A ship’s engineer suffered serious cold burns after Shell UK’s flawed safety procedures led to a violent release of liquid propane during loading operations at a Firth of Forth marine terminal, a Health and Safety Executive investigation has found.
Vladimir Volkov, a gas engineer aboard the tanker MV Symi, sustained cold burns to 10–13% of his body surface after liquid propane was released without warning at Shell’s Braefoot Bay Marine Terminal near Dalgety Bay, Fife, in the early hours of 1 November 2018.
The incident, which created a rapidly expanding flammable vapour cloud that enveloped workers on both the ship’s deck and the adjacent jetty, could have resulted in a catastrophic explosion if the cloud had found an ignition source .
HSE’s investigation was carried out by inspectors and specialists in its Chemical, Explosives, and Microbiological Hazards division – reflecting the large quantities of dangerous substances handled at the site.
How it happened
The release was triggered when a Shell technician accidentally pressed a button on a remote-control handset, causing a loading arm quick release coupling to disconnect from the ship’s manifold before the arm had been fully cleared of propane. An estimated 250–300 kilograms of liquid propane was released at pressure in a matter of seconds.
HSE investigators established that Shell’s own operating procedure — which required a critical safety mechanism known as an emergency release coupling to be disarmed before the arm had been fully purged and drained — directly contradicted the guidance provided by the loading arm manufacturer. It also contradicted procedures prepared by a third party involved in the installation of the equipment.
The failings Shell should have caught
The HSE investigation identified two significant underlying failings.
First, Shell’s system of work was unsafe. The operating procedure in place at the time required workers to disarm the emergency release coupling too early in the disconnect sequence — before the loading arm was fully cleared of product. This left a dangerous window in which an accidental button press could, and did, cause a sudden propane release.
Second, Shell’s management of change process was wholly inadequate. When the company replaced all four of its marine loading arms in 2018 — upgrading to new equipment from a different manufacturer that operated differently, including via wireless remote control and with a quick release coupling — it treated the project as a straightforward “like for like replacement.” It was not.
Shell failed to conduct a full risk assessment of the new loading operation. The new arms introduced a remote-control handset with exposed coupling buttons on its side, a feature that had not existed on the previous equipment. No consideration was given to basic protective measures such as fitting interlocks to prevent the coupling from opening while propane was still present, or simply shrouding the buttons to prevent accidental activation.

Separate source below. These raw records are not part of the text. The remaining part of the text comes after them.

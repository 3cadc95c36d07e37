use std::path::{Path, PathBuf, MAIN_SEPARATOR};

use crate::parse::{MediaKind, ObservationMetadata};

const FILE_DATE_FORMAT: &str = "%Y-%m-%d-%H-%M";

/// Local path for the `ordinal`-th asset of `kind` on an observation:
/// `<images_dir>/<YYYY-MM-DD-HH-MM>-<title slug>[-<ordinal>].<ext>`.
/// The first asset of each kind gets no ordinal suffix.
pub fn media_path(
    images_dir: &Path,
    metadata: &ObservationMetadata,
    ordinal: usize,
    kind: MediaKind,
) -> PathBuf {
    let mut file_name = format!(
        "{}-{}",
        metadata.date.format(FILE_DATE_FORMAT),
        slugify(&metadata.title)
    );
    if ordinal > 0 {
        file_name.push_str(&format!("-{ordinal}"));
    }
    file_name.push('.');
    file_name.push_str(kind.extension());

    images_dir.join(file_name)
}

/// Drops non-ASCII characters, trims, and turns spaces and path separators (`/` and the
/// platform's own) into hyphens. Other punctuation is kept as is.
pub fn slugify(title: &str) -> String {
    title
        .chars()
        .filter(char::is_ascii)
        .collect::<String>()
        .trim()
        .replace([' ', '/', MAIN_SEPARATOR], "-")
}

#[cfg(test)]
mod tests {
    use chrono::NaiveDate;

    use super::*;

    fn metadata(title: &str) -> ObservationMetadata {
        ObservationMetadata {
            title: title.to_string(),
            description: String::new(),
            artist: "Ms Smith".to_string(),
            date: NaiveDate::from_ymd_opt(2023, 5, 2)
                .unwrap()
                .and_hms_opt(14, 30, 0)
                .unwrap(),
        }
    }

    #[test]
    fn first_image_has_no_ordinal_suffix() {
        let path = media_path(Path::new("./images"), &metadata("Art Day!"), 0, MediaKind::Image);
        assert_eq!(path, PathBuf::from("./images/2023-05-02-14-30-Art-Day!.jpeg"));
    }

    #[test]
    fn later_assets_are_suffixed_with_their_ordinal() {
        let images = Path::new("./images");
        let md = metadata("Art Day!");

        assert_eq!(
            media_path(images, &md, 1, MediaKind::Image),
            PathBuf::from("./images/2023-05-02-14-30-Art-Day!-1.jpeg")
        );
        assert_eq!(
            media_path(images, &md, 0, MediaKind::Video),
            PathBuf::from("./images/2023-05-02-14-30-Art-Day!.mp4")
        );
        assert_eq!(
            media_path(images, &md, 2, MediaKind::Video),
            PathBuf::from("./images/2023-05-02-14-30-Art-Day!-2.mp4")
        );
    }

    #[test]
    fn non_ascii_titles_give_ascii_names_without_spaces() {
        for title in ["  Café crème 🎨 ", "Über die Brücke", "日本語 title", "ñ ñ ñ"] {
            let path = media_path(Path::new("out"), &metadata(title), 3, MediaKind::Image);
            let name = path.file_name().unwrap().to_str().unwrap();
            assert!(name.is_ascii(), "{name}");
            assert!(!name.contains(' '), "{name}");
        }
        assert_eq!(slugify("  Café crème 🎨 "), "Caf-crme");
    }

    #[test]
    fn path_separators_stay_inside_the_images_dir() {
        let path = media_path(Path::new("out"), &metadata("Mum/Dad visit"), 0, MediaKind::Image);
        assert_eq!(path.parent(), Some(Path::new("out")));
        assert_eq!(path, PathBuf::from("out/2023-05-02-14-30-Mum-Dad-visit.jpeg"));
    }

    #[cfg(unix)]
    #[test]
    fn backslash_is_ordinary_punctuation_on_unix() {
        assert_eq!(slugify(r"Before\After day"), r"Before\After-day");
    }
}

Following its own post-incident review — prompted by an Improvement Notice served by HSE — Shell identified that a coupling interlock was both technically feasible and reasonably practicable. That system could have prevented the incident entirely.
The broader risk
The vapour cloud produced by the release extended the full length of the ship and across the jetty, reaching down to the surface of the sea. It was registered by gas detection monitors 20 metres away. Propane vapour is heavier than air, highly flammable, and capable of travelling significant distances to find an ignition source. Had the cloud ignited, those in the immediate vicinity would have faced significant risk to their lives.
Shell UK Limited pleaded guilty to breaching The Control of Major Accident Hazards Regulations 2015, Regulation 5(1) and the Health and Safety at Work etc. Act 1974, Section 33(1)(c). The company was fined £450,000 at Kirkcaldy Sheriff Court on 26 May 2026.
HSE principal specialist inspector Euan Ross said:
“Shell had adapted procedures from its old equipment and applied them to a new and fundamentally different system, without carrying out adequate safety checks.
“While the injuries sustained were serious enough, this could have been a far more catastrophic event.
“We will not hesitate to take action against companies which fail to do all that they should to keep people safe.”